▶ [Work instruction] The required result is an exact copy of the lines beginning at the line that contains "Some(self.entries.remove(position))" and ending at the last line of the material below.

▶ [Information shown]
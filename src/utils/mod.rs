//! Request-parsing helpers shared by the modules.

use std::str::FromStr;

use crate::store::StoreError;

/// Parse a path identifier. Anything that is not an unsigned integer names
/// no entry, so it is reported as not found rather than as a parse error.
pub fn parse_id(raw: &str, kind: &'static str) -> Result<u64, StoreError> {
    raw.trim()
        .parse()
        .map_err(|_| StoreError::not_found(kind, raw))
}

/// Parse an optional numeric query value; blank or malformed values are
/// treated as absent.
pub fn parse_number<T: FromStr>(raw: Option<&str>) -> Option<T> {
    raw.map(str::trim)
        .filter(|value| !value.is_empty())
        .and_then(|value| value.parse().ok())
}

/// Drop blank text query values.
pub fn non_blank(raw: Option<String>) -> Option<String> {
    raw.filter(|value| !value.trim().is_empty())
}

#[cfg(test)]
mod tests {
    use super::*;

    #[test]
    fn non_numeric_id_is_not_found() {
        assert_eq!(parse_id("7", "Book"), Ok(7));
        assert_eq!(
            parse_id("seven", "Book"),
            Err(StoreError::not_found("Book", "seven"))
        );
        assert!(parse_id("-1", "Book").is_err());
    }

    #[test]
    fn malformed_numbers_are_ignored() {
        assert_eq!(parse_number::<i64>(Some(" 2 ")), Some(2));
        assert_eq!(parse_number::<i64>(Some("-4")), Some(-4));
        assert_eq!(parse_number::<i64>(Some("two")), None);
        assert_eq!(parse_number::<i64>(Some("")), None);
        assert_eq!(parse_number::<i64>(None), None);
    }

    #[test]
    fn blank_text_is_absent() {
        assert_eq!(non_blank(Some("  ".into())), None);
        assert_eq!(non_blank(Some("rust".into())), Some("rust".into()));
    }
}
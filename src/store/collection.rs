use std::cmp::Ordering;

/// A record field exposed for filtering and sorting.
#[derive(Debug, Clone, Copy, PartialEq, Eq)]
pub enum FieldValue<'a> {
    Text(&'a str),
    Number(i64),
}

impl FieldValue<'_> {
    /// Exact match ignoring case; numbers compare against their decimal form.
    pub fn eq_ignore_case(&self, expected: &str) -> bool {
        match self {
            FieldValue::Text(text) => text.to_lowercase() == expected.to_lowercase(),
            FieldValue::Number(number) => number.to_string() == expected.trim(),
        }
    }

    fn compare(&self, other: &Self) -> Ordering {
        match (self, other) {
            (FieldValue::Text(a), FieldValue::Text(b)) => a.cmp(b),
            (FieldValue::Number(a), FieldValue::Number(b)) => a.cmp(b),
            (FieldValue::Number(_), FieldValue::Text(_)) => Ordering::Less,
            (FieldValue::Text(_), FieldValue::Number(_)) => Ordering::Greater,
        }
    }
}

/// An entry stored in a [`Collection`].
pub trait Record: Clone {
    /// Human-readable resource name used in error messages.
    const KIND: &'static str;
    /// Field names accepted by [`Record::field`].
    const FIELDS: &'static [&'static str];

    fn id(&self) -> u64;

    fn field(&self, name: &str) -> Option<FieldValue<'_>>;
}

/// Filter, sort and limit applied by [`Collection::list`].
#[derive(Debug, Clone, Default, PartialEq, Eq)]
pub struct ListQuery {
    /// `(field, value)`: keep entries whose field equals value, ignoring case.
    pub filter: Option<(String, String)>,
    /// Ascending sort key; unknown fields leave insertion order.
    pub sort: Option<String>,
    /// Keep the first N entries; N <= 0 keeps none.
    pub limit: Option<i64>,
}

/// Insertion-ordered entries with a monotonically increasing id counter.
#[derive(Debug, Clone)]
pub struct Collection<T> {
    entries: Vec<T>,
    next_id: u64,
}

impl<T: Record> Collection<T> {
    pub fn new() -> Self {
        Self {
            entries: Vec::new(),
            next_id: 1,
        }
    }

    /// Start from fixed rows; the next id follows the largest seeded id.
    pub fn seeded(entries: Vec<T>) -> Self {
        let next_id = entries.iter().map(Record::id).max().unwrap_or(0) + 1;
        Self { entries, next_id }
    }

    pub fn len(&self) -> usize {
        self.entries.len()
    }

    pub fn is_empty(&self) -> bool {
        self.entries.is_empty()
    }

    pub fn iter(&self) -> impl Iterator<Item = &T> {
        self.entries.iter()
    }

    /// Id the next inserted entry will receive.
    pub fn next_id(&self) -> u64 {
        self.next_id
    }

    pub fn list(&self, query: &ListQuery) -> Vec<T> {
        let mut items: Vec<T> = match &query.filter {
            Some((field, value)) => self
                .entries
                .iter()
                .filter(|entry| {
                    entry
                        .field(field)
                        .is_some_and(|actual| actual.eq_ignore_case(value))
                })
                .cloned()
                .collect(),
            None => self.entries.clone(),
        };

        if let Some(sort) = query.sort.as_deref() {
            if T::FIELDS.contains(&sort) {
                items.sort_by(|a, b| match (a.field(sort), b.field(sort)) {
                    (Some(a), Some(b)) => a.compare(&b),
                    _ => Ordering::Equal,
                });
            }
        }

        if let Some(limit) = query.limit {
            items.truncate(usize::try_from(limit).unwrap_or(0));
        }

        items
    }

    pub fn get(&self, id: u64) -> Option<&T> {
        self.entries.iter().find(|entry| entry.id() == id)
    }

    pub fn get_mut(&mut self, id: u64) -> Option<&mut T> {
        self.entries.iter_mut().find(|entry| entry.id() == id)
    }

    /// Append the entry built for the next id and return a copy of it.
    pub fn insert_with(&mut self, build: impl FnOnce(u64) -> T) -> T {
        let id = self.next_id;
        self.next_id += 1;
        let entry = build(id);
        self.entries.push(entry.clone());
        entry
    }

    pub fn remove(&mut self, id: u64) -> Option<T> {
        let position = self.entries.iter().position(|entry| entry.id() == id)?;
        Some(self.entries.remove(position))
    }
}

impl<T: Record> Default for Collection<T> {
    fn default() -> Self {
        Self::new()
    }
}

▶ [Answer to this exercise]
        Some(self.entries.remove(position))
    }
}

impl<T: Record> Default for Collection<T> {
    fn default() -> Self {
        Self::new()
    }
}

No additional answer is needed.